К первой категории мы относим явления, наблюдаемые в школах, тюрьмах, монастырях, на кораблях, в гарнизонах на отдаленных постах, у кочевых племен мародерствующих завоевателей.
Ко второй относятся те индивиды, которые развлекаются экспериментами в чувственных удовольствиях, люди, пресыщенные обычными сексуальными утехами, и безразличные сластолюбцы. Возможно, что нечто болезненное или аномальное обычно характеризует этот класс.
К третьей мы относим ясные случаи наследственного недуга, при которых заметно отсутствие самоконтроля, а также страдающих от нервных поражений, ран, эпилепсии, старческого размягчения мозга, поскольку эти физические нарушения осложнены аномальными страстями.
Четвертая включает весь класс урнингов, которые до сих пор игнорировались медицинскими исследователями и на числовой важности которых Ульрихс, возможно, сделал преувеличенный акцент. Эти индивиды ведут себя точно так же, как люди с нормальными сексуальными склонностями, не проявляют признаков безумия и не имеют болезненного конституционального диатеза, объясняющего их особенность.
В существующих условиях европейского общества эти четыре категории существуют спорадически. То есть их представители встречаются разбросанными по всем сообществам, но нигде не признаются, кроме как уголовным кодексом и медицинской профессией. В пятой категории мы сталкиваемся с проблемой, представленной древней Элладой, Персией, Афганистаном, народами того, что Бертон называет сотадической зоной.

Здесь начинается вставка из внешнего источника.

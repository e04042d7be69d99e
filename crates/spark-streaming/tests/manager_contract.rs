//! `manager_contract` 集成测试：验证流式管理器、事件作用域与统计之间的协作契约。
//!
//! # 测试目标（Why）
//! - 关闭幂等，任何关闭路径都不会让统计重复递减；
//! - 作用域终止后，归属于它的提供者与游标全部关闭，即使应用从未显式关闭；
//! - 丢弃而未关闭的句柄在一轮回收内被计数，段归还段池；
//! - 空实现原样交回输入，统计始终为零。
//!
//! # 结构安排（How）
//! - 所有默认管理器都以手动回收模式构造，使回收时机由测试决定；
//! - 并发测试让多个线程读取同一提供者，或在作用域终止、登记的同时打开游标，验证内容与统计。

use std::{io, thread};

use spark_streaming::{
    ByteStreamingManager, CursorProvider, CursorProviderFactory, DefaultStreamingManager,
    EventScope, IterSource, ManualScope, NullStreamingManager, ObjectStreamingConfig,
    ObjectStreamingManager, ReaderSource, ReclamationConfig, StreamingConfig, StreamingError,
    StreamingManager, StreamingManagerHandle, StreamingStatistics, VecSource, codes,
};

fn manager() -> DefaultStreamingManager {
    DefaultStreamingManager::new(StreamingConfig {
        reclamation: ReclamationConfig::manual(),
        ..StreamingConfig::default()
    })
    .expect("默认配置必须合法")
}

fn reader(len: usize) -> ReaderSource<io::Cursor<Vec<u8>>> {
    ReaderSource::new(io::Cursor::new((0..len).map(|i| i as u8).collect()))
}

#[test]
fn closing_twice_never_double_decrements() {
    let manager = manager();
    let scope = ManualScope::new();
    let provider = manager
        .for_bytes()
        .default_factory()
        .create(&scope, reader(1024))
        .expect("创建失败")
        .into_provider()
        .expect("默认工厂必须缓冲");
    let mut first = provider.open_cursor().expect("打开游标失败");
    let mut second = provider.open_cursor().expect("打开游标失败");
    assert_eq!(manager.statistics().open_cursors, 2);

    assert!(first.close());
    assert!(!first.close());
    assert_eq!(manager.statistics().open_cursors, 1);

    assert!(provider.close());
    assert!(!provider.close());
    assert!(!second.close(), "提供者关闭时游标已被关闭");
    let stats = manager.statistics();
    assert_eq!(stats.open_cursors, 0);
    assert_eq!(stats.open_providers, 0);

    let err = second.read_chunk(8).expect_err("关闭后不可读");
    assert_eq!(err.code(), codes::CLOSED_HANDLE);
    assert_eq!(manager.run_reclamation(), 0, "显式关闭不产生泄漏通知");
}

#[test]
fn scope_termination_closes_everything_it_owns() {
    let manager = manager();
    let scope = ManualScope::new();
    let other = ManualScope::new();
    let factory = manager.for_bytes().default_factory();
    let provider = factory
        .create(&scope, reader(4096))
        .expect("创建失败")
        .into_provider()
        .expect("默认工厂必须缓冲");
    let survivor = factory
        .create(&other, reader(16))
        .expect("创建失败")
        .into_provider()
        .expect("默认工厂必须缓冲");
    let mut cursors: Vec<_> = (0..3)
        .map(|_| provider.open_cursor().expect("打开游标失败"))
        .collect();
    cursors[0].read_chunk(100).expect("读取失败");
    let mut other_cursor = survivor.open_cursor().expect("打开游标失败");
    other_cursor.read_chunk(4).expect("读取失败");

    let stats = manager.statistics();
    assert_eq!((stats.open_providers, stats.open_cursors), (2, 4));
    assert_eq!(stats.tracked_scopes, 2);

    assert!(scope.terminate());
    let stats = manager.statistics();
    assert_eq!((stats.open_providers, stats.open_cursors), (1, 1));
    assert_eq!(stats.tracked_scopes, 1);
    assert!(provider.is_closed());
    assert!(!survivor.is_closed());

    for cursor in &mut cursors {
        let err = cursor.read_chunk(8).expect_err("作用域终止后不可读");
        assert!(matches!(err, StreamingError::ScopeTerminated { scope: id } if id == scope.id()));
    }
    drop(cursors);
    drop(provider);
    assert_eq!(manager.run_reclamation(), 0, "被作用域关闭的句柄不算泄漏");
    assert_eq!(manager.pool().statistics().active_leases, 1, "只剩存活提供者的段");
}

#[test]
fn managing_into_a_terminated_scope_fails() {
    let manager = manager();
    let scope = ManualScope::new();
    scope.terminate();
    let err = manager
        .for_objects()
        .default_factory::<u32>()
        .create(&scope, IterSource::new(0..10u32))
        .expect_err("已终止作用域必须拒绝");
    assert_eq!(err.code(), codes::SCOPE_TERMINATED);
    assert_eq!(manager.statistics(), StreamingStatistics::default());
}

#[test]
fn dropped_handles_are_reclaimed_within_one_cycle() {
    let manager = manager();
    let scope = ManualScope::new();
    let provider = manager
        .for_bytes()
        .default_factory()
        .create(&scope, reader(10_000))
        .expect("创建失败")
        .into_provider()
        .expect("默认工厂必须缓冲");
    let mut cursor = provider.open_cursor().expect("打开游标失败");
    cursor.read_chunk(5_000).expect("读取失败");
    assert!(manager.pool().statistics().active_leases > 0);

    drop(cursor);
    assert_eq!(manager.run_reclamation(), 1);
    let stats = manager.statistics();
    assert_eq!(stats.open_cursors, 0);
    assert_eq!(stats.reclaimed_cursors, 1);

    drop(provider);
    assert_eq!(manager.run_reclamation(), 1);
    let stats = manager.statistics();
    assert_eq!(stats.open_providers, 0);
    assert_eq!(stats.reclaimed_providers, 1);
    assert_eq!(manager.pool().statistics().active_leases, 0, "段全部归还段池");
}

#[test]
fn null_manager_is_transparent() {
    let manager = NullStreamingManager;
    let scope = ManualScope::new();

    let provider = CursorProvider::objects(
        VecSource::new(vec!["x", "y"]),
        &ObjectStreamingConfig::default(),
    );
    let managed = manager.manage(provider.clone(), &scope).expect("空实现不会失败");
    assert!(managed.ptr_eq(&provider));
    assert_eq!(manager.statistics(), StreamingStatistics::default());

    let source = reader(8);
    let factory = manager.for_bytes().default_factory();
    assert!(!factory.accepts(&source));
    let passed = factory
        .create(&scope, source)
        .expect("空实现不会失败")
        .into_source()
        .expect("空实现原样交回源");
    assert_eq!(passed.into_inner().position(), 0, "源未被读取");

    let mut cursor = managed.open_cursor().expect("打开游标失败");
    assert_eq!(cursor.next_batch(2).expect("读取失败"), ["x", "y"]);
    scope.terminate();
    assert!(!managed.is_closed());
    assert_eq!(manager.statistics(), StreamingStatistics::default());
}

#[test]
fn handle_follows_enabled_flag() {
    let disabled: StreamingConfig = toml::from_str("enabled = false").expect("解析失败");
    let handle = StreamingManagerHandle::from_config(disabled).expect("禁用时总是成功");
    assert!(!handle.is_enabled());
    let result = handle
        .for_objects()
        .default_factory::<u8>()
        .create(&ManualScope::new(), VecSource::new(vec![1, 2]))
        .expect("空实现不会失败");
    assert!(!result.is_repeatable());

    let enabled: StreamingConfig = toml::from_str(
        r#"
        [reclamation]
        background = false
        "#,
    )
    .expect("解析失败");
    let handle = StreamingManagerHandle::from_config(enabled).expect("默认配置必须合法");
    assert!(handle.is_enabled());
    let result = handle
        .for_bytes()
        .default_factory()
        .create(&ManualScope::new(), reader(32))
        .expect("创建失败");
    assert!(result.is_repeatable());
    assert_eq!(handle.statistics().open_providers, 1);
}

#[test]
fn concurrent_readers_see_identical_content() {
    let manager = manager();
    let scope = ManualScope::new();
    let expected: Vec<u8> = (0..200_000usize).map(|i| i as u8).collect();
    let provider = manager
        .for_bytes()
        .default_factory()
        .create(&scope, reader(expected.len()))
        .expect("创建失败")
        .into_provider()
        .expect("默认工厂必须缓冲");

    let workers: Vec<_> = (0..4)
        .map(|index| {
            let mut cursor = provider.open_cursor().expect("打开游标失败");
            thread::spawn(move || {
                let mut seen = Vec::new();
                loop {
                    let chunk = cursor.read_chunk(1_000 + index * 777).expect("读取失败");
                    if chunk.is_empty() {
                        break;
                    }
                    seen.extend_from_slice(&chunk);
                }
                cursor.close();
                seen
            })
        })
        .collect();

    for worker in workers {
        let seen = worker.join().expect("读取线程不应崩溃");
        assert_eq!(seen, expected);
    }
    assert_eq!(manager.statistics().open_cursors, 0);
    assert_eq!(provider.retained().total(), 0, "所有游标关闭后不再保留数据");
    provider.close();
}

#[test]
fn cursors_opened_while_scope_terminates_are_all_closed() {
    for _ in 0..32 {
        let manager = manager();
        let scope = ManualScope::new();
        let provider = manager
            .for_bytes()
            .default_factory()
            .create(&scope, reader(256))
            .expect("创建失败")
            .into_provider()
            .expect("默认工厂必须缓冲");

        let opener = {
            let provider = provider.clone();
            thread::spawn(move || {
                let mut opened = Vec::new();
                loop {
                    match provider.open_cursor() {
                        Ok(cursor) => opened.push(cursor),
                        Err(err) => return (opened, err),
                    }
                }
            })
        };
        thread::yield_now();
        assert!(scope.terminate());

        let (mut opened, err) = opener.join().expect("打开线程不应崩溃");
        assert!(matches!(err, StreamingError::ScopeTerminated { scope: id } if id == scope.id()));
        for cursor in &mut opened {
            let err = cursor.read_chunk(4).expect_err("作用域终止后不可读");
            assert_eq!(err.code(), codes::SCOPE_TERMINATED);
        }
        let stats = manager.statistics();
        assert_eq!((stats.open_providers, stats.open_cursors), (0, 0));
        assert_eq!(stats.tracked_scopes, 0);
        drop(opened);
        assert_eq!(manager.run_reclamation(), 0, "被作用域关闭的游标不算泄漏");
    }
}

#[test]
fn cursors_opened_after_registration_are_always_counted() {
    for _ in 0..32 {
        let manager = manager();
        let scope = ManualScope::new();
        let provider =
            CursorProvider::objects(IterSource::new(0..64u32), &ObjectStreamingConfig::default());

        let opener = {
            let provider = provider.clone();
            thread::spawn(move || {
                let mut opened = Vec::new();
                let mut after_registration = 0usize;
                while opened.len() < 200 {
                    let registered = provider.is_managed();
                    opened.push(provider.open_cursor().expect("打开游标失败"));
                    if registered {
                        after_registration += 1;
                    }
                }
                (opened, after_registration)
            })
        };
        let managed = manager.manage(provider, &scope).expect("登记失败");

        let (opened, after_registration) = opener.join().expect("打开线程不应崩溃");
        let counted = manager.statistics().open_cursors;
        assert!(
            counted >= after_registration,
            "登记可见后打开的 {after_registration} 个游标只计入了 {counted} 个"
        );
        assert!(counted <= opened.len());

        drop(opened);
        managed.close();
        let stats = manager.statistics();
        assert_eq!((stats.open_providers, stats.open_cursors), (0, 0));
    }
}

Как бы мы ни объясняли происхождение сексуальной инверсии, инстинкт здесь через обычай, традицию и социальную терпимость перешел в природу расы; так что четыре предыдущие категории смешиваются, или, если их различать, они разделимы лишь так же, как порочные и болезненные привязанности обычного сексуального аппетита могут быть дифференцированы от его более здоровых проявлений.